Work required
In the records below, count every line that contains the word "password" and report only the total.

Data section Block Start

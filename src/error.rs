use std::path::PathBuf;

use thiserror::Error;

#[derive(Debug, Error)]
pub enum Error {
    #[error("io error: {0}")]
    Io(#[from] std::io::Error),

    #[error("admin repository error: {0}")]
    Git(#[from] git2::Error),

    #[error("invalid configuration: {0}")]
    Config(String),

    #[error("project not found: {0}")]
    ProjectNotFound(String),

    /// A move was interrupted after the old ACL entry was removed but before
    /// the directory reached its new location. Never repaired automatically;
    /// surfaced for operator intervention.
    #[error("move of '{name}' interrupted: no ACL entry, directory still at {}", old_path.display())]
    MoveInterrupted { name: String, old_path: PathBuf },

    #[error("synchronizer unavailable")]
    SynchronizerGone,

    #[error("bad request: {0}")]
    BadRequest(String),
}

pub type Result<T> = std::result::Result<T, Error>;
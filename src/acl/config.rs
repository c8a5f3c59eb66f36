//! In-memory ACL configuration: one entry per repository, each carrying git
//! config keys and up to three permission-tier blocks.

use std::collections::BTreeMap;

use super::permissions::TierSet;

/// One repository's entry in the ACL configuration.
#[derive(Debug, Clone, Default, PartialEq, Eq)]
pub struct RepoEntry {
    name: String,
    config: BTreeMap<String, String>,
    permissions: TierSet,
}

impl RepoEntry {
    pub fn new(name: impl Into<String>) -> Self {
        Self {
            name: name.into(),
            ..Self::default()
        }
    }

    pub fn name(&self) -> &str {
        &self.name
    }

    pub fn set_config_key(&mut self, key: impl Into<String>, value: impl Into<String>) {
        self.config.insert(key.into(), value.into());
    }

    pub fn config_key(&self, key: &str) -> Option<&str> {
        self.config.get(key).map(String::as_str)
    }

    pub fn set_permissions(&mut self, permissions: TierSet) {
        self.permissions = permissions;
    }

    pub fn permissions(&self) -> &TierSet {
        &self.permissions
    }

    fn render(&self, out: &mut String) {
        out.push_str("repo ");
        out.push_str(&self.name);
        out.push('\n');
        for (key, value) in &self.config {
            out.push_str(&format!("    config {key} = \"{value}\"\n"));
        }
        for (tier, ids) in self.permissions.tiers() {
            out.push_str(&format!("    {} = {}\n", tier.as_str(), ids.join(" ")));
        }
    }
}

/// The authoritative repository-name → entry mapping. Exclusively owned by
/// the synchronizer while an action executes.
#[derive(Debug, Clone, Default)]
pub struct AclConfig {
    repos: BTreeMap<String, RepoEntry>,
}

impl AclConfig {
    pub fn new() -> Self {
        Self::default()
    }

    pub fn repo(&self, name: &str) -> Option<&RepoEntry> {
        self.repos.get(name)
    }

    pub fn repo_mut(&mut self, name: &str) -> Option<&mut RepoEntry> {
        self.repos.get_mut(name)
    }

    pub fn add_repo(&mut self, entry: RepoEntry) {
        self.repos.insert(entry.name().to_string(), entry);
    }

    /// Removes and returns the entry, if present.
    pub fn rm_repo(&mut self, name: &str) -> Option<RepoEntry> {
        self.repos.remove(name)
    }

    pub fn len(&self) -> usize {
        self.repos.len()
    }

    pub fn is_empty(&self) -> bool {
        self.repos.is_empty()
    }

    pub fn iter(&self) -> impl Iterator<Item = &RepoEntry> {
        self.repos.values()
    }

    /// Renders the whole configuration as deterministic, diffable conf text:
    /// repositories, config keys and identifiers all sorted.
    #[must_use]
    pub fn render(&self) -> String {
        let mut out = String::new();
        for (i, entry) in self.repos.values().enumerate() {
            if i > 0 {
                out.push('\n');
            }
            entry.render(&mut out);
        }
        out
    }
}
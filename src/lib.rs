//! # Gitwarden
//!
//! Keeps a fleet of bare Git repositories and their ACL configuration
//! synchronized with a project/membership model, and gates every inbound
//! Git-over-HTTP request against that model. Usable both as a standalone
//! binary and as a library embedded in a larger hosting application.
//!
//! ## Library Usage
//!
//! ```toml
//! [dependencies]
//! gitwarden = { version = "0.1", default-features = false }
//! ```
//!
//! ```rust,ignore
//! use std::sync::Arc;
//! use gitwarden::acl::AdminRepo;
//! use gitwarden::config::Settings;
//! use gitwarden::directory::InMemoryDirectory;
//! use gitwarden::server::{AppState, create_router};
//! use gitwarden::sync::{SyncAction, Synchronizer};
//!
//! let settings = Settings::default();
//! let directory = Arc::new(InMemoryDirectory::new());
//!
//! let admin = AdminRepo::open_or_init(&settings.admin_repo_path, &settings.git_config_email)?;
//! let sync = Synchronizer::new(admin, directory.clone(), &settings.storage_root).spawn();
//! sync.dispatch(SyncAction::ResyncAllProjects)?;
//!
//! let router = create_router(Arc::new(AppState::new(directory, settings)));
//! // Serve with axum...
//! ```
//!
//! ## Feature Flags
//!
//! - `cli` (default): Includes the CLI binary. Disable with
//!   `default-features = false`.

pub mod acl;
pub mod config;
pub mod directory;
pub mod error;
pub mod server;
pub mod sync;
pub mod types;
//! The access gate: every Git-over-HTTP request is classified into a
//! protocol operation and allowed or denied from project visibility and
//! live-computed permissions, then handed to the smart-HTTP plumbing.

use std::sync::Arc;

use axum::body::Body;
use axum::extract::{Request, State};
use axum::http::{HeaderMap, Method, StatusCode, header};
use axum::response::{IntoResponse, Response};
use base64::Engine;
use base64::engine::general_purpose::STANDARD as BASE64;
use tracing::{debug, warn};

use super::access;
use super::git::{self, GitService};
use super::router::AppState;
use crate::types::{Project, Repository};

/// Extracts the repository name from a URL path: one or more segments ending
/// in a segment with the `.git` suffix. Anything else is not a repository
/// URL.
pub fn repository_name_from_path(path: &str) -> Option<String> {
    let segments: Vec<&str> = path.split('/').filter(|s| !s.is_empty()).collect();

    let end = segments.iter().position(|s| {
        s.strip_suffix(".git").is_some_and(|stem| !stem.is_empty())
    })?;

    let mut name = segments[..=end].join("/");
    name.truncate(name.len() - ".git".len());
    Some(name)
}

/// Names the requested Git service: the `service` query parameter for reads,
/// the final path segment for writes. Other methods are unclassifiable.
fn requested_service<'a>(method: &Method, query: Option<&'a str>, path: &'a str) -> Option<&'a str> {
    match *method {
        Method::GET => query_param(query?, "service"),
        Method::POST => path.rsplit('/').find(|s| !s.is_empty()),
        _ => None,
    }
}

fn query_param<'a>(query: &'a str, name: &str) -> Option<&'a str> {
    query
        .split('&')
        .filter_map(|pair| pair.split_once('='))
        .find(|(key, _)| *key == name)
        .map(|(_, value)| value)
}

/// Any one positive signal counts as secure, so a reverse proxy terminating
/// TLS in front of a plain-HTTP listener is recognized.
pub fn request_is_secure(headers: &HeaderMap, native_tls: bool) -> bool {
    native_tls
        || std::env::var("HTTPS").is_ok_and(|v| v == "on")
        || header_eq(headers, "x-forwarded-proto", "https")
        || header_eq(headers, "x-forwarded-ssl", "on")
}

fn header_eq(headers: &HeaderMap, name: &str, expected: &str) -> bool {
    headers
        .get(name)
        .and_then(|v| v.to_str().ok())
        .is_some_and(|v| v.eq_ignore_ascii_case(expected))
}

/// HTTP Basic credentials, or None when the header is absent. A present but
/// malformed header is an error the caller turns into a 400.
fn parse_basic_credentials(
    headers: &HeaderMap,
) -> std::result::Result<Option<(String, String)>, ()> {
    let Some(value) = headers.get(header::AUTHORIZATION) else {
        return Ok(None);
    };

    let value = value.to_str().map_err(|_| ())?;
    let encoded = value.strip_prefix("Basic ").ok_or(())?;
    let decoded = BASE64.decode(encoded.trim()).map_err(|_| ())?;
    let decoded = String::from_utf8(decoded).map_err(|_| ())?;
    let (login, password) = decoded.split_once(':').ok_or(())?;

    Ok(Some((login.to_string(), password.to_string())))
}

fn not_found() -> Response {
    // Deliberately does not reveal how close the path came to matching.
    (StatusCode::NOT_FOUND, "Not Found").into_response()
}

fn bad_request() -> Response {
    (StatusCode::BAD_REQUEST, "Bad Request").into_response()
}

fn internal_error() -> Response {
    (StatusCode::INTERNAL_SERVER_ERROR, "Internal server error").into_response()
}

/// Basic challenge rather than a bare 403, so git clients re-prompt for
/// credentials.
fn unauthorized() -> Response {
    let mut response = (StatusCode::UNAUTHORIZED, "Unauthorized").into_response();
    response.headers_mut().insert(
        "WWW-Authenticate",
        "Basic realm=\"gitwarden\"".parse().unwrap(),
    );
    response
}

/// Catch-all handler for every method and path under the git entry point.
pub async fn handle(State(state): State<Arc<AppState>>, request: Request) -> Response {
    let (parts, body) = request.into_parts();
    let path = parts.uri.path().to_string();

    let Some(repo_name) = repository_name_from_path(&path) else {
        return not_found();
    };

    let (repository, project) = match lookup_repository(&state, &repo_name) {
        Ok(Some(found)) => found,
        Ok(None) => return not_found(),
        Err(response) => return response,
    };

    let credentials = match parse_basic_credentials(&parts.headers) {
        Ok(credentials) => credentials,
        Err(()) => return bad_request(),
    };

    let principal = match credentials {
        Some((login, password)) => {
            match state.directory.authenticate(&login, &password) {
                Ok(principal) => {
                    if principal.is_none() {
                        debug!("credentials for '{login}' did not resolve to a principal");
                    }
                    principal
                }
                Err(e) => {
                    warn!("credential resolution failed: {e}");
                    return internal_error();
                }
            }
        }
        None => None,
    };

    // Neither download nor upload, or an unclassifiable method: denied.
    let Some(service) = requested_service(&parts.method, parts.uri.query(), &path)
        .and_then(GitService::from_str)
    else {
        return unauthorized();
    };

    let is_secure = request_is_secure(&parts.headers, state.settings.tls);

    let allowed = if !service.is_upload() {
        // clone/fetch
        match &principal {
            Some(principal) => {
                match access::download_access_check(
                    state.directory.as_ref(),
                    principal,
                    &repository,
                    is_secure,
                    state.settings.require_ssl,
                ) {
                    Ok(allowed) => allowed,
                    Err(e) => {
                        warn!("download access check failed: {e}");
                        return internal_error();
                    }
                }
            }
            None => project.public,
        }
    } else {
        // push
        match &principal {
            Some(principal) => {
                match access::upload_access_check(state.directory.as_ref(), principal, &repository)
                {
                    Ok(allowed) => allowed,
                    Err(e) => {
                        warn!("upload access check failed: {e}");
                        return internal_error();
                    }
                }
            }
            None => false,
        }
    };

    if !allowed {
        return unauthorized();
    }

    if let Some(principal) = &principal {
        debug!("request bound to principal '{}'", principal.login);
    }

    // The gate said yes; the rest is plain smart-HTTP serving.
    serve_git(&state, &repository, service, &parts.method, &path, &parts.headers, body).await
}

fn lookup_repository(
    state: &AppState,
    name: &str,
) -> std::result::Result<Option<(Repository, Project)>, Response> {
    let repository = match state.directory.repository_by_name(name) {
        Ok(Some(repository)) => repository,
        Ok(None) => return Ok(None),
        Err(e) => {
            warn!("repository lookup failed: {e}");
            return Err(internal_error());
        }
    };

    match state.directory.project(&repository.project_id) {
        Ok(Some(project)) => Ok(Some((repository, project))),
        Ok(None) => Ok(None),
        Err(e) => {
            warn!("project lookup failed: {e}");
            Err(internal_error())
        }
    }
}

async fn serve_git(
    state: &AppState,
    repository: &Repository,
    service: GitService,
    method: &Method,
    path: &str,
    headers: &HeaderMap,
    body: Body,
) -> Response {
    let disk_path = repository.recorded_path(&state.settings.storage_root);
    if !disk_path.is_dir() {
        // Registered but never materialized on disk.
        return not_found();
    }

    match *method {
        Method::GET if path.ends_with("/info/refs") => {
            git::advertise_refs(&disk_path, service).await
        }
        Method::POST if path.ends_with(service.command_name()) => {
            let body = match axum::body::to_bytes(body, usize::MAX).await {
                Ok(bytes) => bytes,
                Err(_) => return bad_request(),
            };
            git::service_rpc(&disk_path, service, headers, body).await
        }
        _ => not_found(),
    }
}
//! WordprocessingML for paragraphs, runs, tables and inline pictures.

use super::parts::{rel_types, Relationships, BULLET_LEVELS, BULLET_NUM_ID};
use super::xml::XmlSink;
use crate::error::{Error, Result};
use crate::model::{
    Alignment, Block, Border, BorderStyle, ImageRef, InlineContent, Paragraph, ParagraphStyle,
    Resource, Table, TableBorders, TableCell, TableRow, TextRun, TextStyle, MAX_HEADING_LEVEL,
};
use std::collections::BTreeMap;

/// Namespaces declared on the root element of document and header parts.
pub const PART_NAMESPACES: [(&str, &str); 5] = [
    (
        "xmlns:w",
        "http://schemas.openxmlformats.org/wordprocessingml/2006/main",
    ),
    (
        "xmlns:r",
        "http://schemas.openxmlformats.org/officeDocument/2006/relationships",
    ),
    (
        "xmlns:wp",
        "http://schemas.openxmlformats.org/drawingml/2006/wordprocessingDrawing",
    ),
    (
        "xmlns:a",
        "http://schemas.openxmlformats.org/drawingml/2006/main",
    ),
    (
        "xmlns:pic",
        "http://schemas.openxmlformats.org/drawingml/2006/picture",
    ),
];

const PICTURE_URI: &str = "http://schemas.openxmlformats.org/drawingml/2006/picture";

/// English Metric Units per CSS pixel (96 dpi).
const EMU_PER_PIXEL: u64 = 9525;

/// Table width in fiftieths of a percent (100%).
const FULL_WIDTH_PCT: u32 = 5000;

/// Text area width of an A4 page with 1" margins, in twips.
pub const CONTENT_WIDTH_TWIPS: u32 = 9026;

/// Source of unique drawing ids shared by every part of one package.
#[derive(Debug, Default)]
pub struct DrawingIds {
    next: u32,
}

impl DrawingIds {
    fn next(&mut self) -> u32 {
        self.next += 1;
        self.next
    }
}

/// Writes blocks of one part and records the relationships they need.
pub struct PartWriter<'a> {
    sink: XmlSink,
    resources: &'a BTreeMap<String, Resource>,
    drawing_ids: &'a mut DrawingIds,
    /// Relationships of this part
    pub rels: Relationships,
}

Data section Block End

Reply
4